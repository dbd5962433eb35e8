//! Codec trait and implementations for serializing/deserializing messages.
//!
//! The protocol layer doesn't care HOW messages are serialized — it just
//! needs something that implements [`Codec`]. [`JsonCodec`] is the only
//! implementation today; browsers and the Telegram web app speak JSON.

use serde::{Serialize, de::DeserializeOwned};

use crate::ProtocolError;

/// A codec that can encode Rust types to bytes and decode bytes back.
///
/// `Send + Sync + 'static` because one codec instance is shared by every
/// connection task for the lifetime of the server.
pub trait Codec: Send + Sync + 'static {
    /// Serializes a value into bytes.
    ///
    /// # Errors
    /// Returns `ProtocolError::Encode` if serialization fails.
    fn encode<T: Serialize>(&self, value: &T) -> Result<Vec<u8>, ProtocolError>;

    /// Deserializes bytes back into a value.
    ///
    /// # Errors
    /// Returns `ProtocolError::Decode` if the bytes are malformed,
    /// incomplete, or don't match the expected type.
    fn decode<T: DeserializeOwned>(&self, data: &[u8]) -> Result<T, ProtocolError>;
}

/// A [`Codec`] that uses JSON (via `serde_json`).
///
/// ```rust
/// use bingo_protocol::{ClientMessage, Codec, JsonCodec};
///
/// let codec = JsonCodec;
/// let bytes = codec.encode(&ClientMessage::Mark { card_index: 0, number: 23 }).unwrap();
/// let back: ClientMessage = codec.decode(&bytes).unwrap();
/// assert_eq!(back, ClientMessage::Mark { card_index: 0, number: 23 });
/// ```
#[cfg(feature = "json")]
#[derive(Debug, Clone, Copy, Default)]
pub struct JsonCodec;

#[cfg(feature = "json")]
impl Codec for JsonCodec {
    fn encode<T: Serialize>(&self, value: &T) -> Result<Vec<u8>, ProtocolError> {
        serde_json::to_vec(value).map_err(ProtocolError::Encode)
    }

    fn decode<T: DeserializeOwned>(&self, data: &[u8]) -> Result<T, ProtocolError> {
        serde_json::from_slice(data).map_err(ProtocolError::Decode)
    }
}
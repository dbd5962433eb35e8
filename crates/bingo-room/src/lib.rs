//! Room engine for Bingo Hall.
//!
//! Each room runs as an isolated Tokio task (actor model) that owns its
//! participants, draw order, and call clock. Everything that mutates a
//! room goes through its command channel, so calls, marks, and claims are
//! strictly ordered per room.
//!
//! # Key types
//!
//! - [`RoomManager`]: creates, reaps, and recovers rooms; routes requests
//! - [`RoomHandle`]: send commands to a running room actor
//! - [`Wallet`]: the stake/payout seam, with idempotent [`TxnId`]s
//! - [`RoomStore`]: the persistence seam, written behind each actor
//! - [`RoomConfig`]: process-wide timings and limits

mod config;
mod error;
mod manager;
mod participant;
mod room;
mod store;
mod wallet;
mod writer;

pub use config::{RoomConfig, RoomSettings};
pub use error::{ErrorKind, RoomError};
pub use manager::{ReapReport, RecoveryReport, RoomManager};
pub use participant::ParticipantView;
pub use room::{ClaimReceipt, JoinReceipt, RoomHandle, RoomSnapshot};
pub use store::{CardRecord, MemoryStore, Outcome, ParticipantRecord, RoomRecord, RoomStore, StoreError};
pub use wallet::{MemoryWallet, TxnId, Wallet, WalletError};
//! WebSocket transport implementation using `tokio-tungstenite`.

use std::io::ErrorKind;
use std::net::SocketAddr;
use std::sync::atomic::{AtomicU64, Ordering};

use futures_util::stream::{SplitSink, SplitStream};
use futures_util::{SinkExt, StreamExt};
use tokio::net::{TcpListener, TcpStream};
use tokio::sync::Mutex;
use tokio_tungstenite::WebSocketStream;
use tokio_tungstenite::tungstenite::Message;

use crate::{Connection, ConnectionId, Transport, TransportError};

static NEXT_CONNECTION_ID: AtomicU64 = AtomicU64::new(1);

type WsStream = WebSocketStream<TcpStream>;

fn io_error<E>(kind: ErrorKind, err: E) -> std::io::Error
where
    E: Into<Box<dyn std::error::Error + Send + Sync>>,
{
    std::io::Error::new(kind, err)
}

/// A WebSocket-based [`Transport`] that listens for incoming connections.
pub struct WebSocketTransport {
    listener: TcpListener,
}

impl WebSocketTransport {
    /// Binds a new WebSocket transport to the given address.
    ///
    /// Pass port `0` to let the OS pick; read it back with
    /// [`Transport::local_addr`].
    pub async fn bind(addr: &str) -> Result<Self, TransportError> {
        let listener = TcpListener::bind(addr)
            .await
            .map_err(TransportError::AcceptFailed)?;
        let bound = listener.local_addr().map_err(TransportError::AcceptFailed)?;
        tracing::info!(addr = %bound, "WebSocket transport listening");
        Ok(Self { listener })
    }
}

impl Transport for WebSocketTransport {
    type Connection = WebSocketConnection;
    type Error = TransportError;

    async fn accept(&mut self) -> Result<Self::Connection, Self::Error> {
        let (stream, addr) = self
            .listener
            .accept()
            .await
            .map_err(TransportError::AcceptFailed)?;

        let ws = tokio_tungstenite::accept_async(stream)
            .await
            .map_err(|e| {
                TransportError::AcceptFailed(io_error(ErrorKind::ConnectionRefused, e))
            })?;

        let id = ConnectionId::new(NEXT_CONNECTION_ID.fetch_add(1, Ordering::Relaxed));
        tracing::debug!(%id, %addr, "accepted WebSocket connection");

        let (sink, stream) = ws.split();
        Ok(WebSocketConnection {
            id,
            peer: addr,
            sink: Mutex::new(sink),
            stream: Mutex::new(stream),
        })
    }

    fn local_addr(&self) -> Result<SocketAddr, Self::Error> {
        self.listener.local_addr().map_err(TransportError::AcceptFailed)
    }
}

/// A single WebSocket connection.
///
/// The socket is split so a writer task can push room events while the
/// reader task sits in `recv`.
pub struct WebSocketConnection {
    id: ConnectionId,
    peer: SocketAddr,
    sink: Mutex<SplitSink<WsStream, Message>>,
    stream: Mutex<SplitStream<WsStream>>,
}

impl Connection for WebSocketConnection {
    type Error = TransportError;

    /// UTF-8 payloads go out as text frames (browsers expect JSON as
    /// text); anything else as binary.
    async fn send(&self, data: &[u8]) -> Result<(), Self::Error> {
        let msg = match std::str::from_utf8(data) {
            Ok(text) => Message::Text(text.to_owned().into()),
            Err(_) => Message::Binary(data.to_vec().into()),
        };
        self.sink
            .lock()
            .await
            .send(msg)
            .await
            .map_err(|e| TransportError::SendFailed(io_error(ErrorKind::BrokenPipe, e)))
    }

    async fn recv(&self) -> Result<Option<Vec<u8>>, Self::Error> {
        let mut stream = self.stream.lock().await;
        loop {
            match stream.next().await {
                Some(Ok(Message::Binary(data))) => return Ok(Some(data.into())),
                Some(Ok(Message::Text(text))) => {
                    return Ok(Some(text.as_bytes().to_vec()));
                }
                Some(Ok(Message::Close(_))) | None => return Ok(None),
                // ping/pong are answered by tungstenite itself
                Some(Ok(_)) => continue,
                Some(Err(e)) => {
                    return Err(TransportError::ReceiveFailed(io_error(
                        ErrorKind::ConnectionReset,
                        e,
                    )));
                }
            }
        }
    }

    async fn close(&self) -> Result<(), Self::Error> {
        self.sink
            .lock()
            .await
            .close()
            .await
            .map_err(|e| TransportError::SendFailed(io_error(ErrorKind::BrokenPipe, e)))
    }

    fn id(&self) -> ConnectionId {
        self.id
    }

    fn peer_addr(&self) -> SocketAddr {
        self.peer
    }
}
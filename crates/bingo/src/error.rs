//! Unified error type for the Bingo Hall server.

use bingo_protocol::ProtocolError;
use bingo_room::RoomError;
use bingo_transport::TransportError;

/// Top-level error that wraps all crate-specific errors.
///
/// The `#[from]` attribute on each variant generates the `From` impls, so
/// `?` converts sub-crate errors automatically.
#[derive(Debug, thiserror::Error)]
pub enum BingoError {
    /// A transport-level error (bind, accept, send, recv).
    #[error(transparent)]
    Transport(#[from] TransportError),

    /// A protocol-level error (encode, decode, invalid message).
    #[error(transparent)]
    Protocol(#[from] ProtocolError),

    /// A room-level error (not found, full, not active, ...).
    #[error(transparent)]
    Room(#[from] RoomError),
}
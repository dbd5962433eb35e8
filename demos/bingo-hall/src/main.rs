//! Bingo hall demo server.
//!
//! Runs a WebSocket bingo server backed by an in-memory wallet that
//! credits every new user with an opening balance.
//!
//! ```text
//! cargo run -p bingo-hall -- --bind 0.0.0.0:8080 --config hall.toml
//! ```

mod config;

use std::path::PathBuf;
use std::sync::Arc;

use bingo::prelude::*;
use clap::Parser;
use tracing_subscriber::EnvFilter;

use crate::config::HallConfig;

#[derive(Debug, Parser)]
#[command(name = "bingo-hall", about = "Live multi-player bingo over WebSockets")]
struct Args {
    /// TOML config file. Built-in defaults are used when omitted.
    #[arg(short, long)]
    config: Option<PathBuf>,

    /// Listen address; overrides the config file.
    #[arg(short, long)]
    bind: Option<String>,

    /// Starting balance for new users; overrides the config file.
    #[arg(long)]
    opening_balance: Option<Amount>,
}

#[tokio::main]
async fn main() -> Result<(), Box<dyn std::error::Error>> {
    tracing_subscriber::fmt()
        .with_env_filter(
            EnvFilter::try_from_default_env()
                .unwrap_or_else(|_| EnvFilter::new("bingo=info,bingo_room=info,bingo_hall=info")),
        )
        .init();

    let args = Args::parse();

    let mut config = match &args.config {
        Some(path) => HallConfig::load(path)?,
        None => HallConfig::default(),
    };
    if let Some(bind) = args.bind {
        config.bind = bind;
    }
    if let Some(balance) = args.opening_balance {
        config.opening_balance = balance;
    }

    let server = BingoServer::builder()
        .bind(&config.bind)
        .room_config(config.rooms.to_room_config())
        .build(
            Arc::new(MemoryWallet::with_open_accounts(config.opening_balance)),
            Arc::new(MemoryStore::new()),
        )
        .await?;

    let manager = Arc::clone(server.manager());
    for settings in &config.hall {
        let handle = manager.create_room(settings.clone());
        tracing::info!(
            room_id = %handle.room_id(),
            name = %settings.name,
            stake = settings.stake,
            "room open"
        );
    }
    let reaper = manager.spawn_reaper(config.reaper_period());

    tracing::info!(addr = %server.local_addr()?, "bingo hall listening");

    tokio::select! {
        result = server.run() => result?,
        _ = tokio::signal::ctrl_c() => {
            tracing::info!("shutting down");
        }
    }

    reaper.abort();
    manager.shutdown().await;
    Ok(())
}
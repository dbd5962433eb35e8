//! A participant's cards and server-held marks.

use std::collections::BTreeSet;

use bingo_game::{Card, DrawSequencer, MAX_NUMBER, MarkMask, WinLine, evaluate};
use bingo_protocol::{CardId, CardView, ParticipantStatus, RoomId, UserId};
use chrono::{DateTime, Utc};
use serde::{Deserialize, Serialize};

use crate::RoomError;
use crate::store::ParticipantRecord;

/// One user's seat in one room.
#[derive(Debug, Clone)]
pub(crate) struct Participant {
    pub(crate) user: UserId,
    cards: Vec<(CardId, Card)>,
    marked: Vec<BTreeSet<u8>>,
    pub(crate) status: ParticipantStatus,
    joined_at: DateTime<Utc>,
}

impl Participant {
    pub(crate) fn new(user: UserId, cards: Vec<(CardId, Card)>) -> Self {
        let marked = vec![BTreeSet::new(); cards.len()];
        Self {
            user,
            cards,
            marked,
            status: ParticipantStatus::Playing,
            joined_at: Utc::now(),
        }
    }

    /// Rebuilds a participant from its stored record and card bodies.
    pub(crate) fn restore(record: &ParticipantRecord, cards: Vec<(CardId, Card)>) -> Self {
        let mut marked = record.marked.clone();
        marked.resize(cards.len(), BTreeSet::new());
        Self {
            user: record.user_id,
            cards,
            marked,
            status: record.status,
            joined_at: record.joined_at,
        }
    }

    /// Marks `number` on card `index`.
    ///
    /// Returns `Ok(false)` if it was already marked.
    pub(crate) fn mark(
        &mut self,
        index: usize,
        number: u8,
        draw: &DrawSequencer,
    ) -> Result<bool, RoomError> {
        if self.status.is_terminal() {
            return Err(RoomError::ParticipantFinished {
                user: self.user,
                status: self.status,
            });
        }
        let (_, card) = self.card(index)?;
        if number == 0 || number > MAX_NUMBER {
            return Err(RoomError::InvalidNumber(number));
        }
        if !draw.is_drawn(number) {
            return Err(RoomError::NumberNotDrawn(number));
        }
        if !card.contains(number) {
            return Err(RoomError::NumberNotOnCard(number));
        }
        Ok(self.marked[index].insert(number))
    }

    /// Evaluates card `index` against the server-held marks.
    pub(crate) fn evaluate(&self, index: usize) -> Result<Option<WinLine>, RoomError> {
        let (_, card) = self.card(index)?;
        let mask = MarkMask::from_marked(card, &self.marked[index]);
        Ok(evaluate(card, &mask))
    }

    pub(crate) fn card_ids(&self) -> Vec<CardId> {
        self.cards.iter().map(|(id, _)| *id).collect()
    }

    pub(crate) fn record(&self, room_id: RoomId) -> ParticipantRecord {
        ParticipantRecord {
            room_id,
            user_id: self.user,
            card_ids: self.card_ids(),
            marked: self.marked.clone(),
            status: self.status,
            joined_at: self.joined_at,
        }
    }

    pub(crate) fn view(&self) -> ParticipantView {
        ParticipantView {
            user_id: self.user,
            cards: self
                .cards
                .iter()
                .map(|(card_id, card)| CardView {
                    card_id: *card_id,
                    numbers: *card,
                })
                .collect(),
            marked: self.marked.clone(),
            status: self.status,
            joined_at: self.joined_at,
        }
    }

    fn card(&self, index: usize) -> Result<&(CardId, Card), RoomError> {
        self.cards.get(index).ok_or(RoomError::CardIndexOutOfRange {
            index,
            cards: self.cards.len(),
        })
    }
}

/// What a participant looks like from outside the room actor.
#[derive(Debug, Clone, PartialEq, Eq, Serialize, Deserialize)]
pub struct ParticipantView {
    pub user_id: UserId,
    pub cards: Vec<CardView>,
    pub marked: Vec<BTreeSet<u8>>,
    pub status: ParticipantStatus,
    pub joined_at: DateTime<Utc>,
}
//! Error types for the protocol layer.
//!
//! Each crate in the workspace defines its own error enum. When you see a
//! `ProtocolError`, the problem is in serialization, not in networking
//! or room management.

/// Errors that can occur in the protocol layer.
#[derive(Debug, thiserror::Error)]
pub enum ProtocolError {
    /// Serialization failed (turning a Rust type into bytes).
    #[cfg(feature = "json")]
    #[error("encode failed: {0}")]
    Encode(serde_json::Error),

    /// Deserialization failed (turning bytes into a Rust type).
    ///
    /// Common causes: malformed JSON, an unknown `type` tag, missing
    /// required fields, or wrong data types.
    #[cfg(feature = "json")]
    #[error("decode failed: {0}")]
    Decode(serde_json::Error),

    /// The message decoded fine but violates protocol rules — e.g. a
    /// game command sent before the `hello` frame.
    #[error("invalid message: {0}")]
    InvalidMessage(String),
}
◇ ◇ ◇ ◇ ◇ ◇ ◇
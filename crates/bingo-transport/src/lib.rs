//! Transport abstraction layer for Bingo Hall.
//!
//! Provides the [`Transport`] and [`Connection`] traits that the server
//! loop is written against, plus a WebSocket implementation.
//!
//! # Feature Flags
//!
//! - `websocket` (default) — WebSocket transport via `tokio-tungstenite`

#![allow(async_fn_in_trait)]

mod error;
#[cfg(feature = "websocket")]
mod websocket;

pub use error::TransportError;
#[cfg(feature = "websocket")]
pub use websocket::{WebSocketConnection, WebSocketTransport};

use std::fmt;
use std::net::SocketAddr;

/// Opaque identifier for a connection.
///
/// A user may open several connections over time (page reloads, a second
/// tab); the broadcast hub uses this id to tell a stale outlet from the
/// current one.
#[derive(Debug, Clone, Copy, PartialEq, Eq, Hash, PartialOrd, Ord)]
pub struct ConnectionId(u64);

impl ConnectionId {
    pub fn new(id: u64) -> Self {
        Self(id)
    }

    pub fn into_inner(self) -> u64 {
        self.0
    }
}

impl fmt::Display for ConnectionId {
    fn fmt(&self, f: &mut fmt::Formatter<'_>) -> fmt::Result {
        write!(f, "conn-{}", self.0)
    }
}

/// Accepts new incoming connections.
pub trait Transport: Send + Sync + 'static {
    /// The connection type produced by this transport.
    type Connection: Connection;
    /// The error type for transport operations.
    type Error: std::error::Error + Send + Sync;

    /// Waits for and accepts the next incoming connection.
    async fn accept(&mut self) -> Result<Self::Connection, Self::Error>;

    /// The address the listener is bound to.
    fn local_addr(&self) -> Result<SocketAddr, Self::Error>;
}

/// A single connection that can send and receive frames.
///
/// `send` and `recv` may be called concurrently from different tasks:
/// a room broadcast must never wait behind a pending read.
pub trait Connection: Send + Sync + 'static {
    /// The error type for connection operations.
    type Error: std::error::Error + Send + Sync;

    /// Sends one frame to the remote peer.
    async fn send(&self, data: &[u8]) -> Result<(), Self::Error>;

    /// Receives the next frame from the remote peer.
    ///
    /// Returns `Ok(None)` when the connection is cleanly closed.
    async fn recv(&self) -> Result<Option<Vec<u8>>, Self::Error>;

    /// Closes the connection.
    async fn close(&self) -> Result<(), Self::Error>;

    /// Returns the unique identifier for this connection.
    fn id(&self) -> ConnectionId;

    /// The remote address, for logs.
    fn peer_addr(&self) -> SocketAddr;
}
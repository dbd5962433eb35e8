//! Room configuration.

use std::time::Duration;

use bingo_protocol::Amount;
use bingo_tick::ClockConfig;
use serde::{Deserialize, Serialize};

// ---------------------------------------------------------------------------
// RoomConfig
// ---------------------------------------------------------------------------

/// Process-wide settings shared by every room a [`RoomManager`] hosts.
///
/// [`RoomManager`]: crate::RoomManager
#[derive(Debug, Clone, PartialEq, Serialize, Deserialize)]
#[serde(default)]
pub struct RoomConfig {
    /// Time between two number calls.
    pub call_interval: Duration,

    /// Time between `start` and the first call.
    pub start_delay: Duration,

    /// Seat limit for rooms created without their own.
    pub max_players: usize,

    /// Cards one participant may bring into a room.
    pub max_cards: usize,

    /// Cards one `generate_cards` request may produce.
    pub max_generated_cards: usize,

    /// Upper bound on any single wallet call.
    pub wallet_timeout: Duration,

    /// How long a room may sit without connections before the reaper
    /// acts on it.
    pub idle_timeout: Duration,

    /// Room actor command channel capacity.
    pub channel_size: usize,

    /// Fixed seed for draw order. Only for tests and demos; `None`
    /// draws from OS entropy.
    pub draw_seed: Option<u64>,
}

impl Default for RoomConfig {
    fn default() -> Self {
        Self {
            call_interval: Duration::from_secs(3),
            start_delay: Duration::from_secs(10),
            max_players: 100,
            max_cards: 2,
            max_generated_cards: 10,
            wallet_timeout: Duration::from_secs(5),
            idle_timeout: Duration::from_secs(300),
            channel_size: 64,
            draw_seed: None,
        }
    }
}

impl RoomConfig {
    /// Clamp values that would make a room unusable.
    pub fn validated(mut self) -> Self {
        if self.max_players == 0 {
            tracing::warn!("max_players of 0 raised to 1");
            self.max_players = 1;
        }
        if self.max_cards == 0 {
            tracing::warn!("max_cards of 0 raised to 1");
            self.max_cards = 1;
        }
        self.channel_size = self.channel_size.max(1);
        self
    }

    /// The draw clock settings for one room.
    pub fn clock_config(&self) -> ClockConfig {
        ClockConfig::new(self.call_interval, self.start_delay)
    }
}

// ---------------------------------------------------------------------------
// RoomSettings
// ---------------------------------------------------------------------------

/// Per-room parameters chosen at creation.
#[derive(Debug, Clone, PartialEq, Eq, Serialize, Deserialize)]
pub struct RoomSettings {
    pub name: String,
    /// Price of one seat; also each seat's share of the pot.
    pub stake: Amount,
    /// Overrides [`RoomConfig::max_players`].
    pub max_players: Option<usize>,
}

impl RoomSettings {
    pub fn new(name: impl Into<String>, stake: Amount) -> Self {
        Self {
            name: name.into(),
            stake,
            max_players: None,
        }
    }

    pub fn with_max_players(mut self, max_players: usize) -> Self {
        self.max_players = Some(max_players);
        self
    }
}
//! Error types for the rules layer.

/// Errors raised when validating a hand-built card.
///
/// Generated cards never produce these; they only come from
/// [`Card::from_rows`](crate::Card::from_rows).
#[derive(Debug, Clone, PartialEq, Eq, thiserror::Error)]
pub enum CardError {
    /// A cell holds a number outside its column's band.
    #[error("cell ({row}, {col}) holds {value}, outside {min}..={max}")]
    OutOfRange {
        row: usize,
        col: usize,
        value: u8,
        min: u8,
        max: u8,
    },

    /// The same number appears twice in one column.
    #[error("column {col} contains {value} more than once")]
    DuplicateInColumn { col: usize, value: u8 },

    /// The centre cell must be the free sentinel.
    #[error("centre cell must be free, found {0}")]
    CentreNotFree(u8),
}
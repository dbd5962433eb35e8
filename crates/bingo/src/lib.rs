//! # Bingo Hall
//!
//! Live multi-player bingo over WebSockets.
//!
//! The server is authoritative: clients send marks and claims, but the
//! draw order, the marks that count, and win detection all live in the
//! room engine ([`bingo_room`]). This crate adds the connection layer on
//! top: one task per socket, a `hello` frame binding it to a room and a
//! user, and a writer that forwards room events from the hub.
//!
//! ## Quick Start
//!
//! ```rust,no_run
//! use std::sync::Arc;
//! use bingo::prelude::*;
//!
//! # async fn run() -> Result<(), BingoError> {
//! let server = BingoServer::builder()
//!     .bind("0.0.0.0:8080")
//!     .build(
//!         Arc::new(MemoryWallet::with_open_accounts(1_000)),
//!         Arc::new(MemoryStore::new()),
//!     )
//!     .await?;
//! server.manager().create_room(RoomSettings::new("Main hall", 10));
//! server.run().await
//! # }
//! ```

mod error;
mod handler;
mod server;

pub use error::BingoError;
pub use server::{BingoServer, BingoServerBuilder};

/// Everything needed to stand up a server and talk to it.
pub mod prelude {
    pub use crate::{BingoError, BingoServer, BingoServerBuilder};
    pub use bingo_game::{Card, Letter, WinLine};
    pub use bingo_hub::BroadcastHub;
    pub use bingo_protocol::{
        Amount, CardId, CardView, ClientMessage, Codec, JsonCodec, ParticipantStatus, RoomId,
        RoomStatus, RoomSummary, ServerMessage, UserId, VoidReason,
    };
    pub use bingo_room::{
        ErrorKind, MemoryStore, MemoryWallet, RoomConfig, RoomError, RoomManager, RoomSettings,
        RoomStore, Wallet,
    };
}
◇ ◇ ◇ ◇ ◇ ◇ ◇
What the task asks: Looking at the material above, how many lines hold the word "WinLine"? Only the number, please.

Solution to the exercise: 3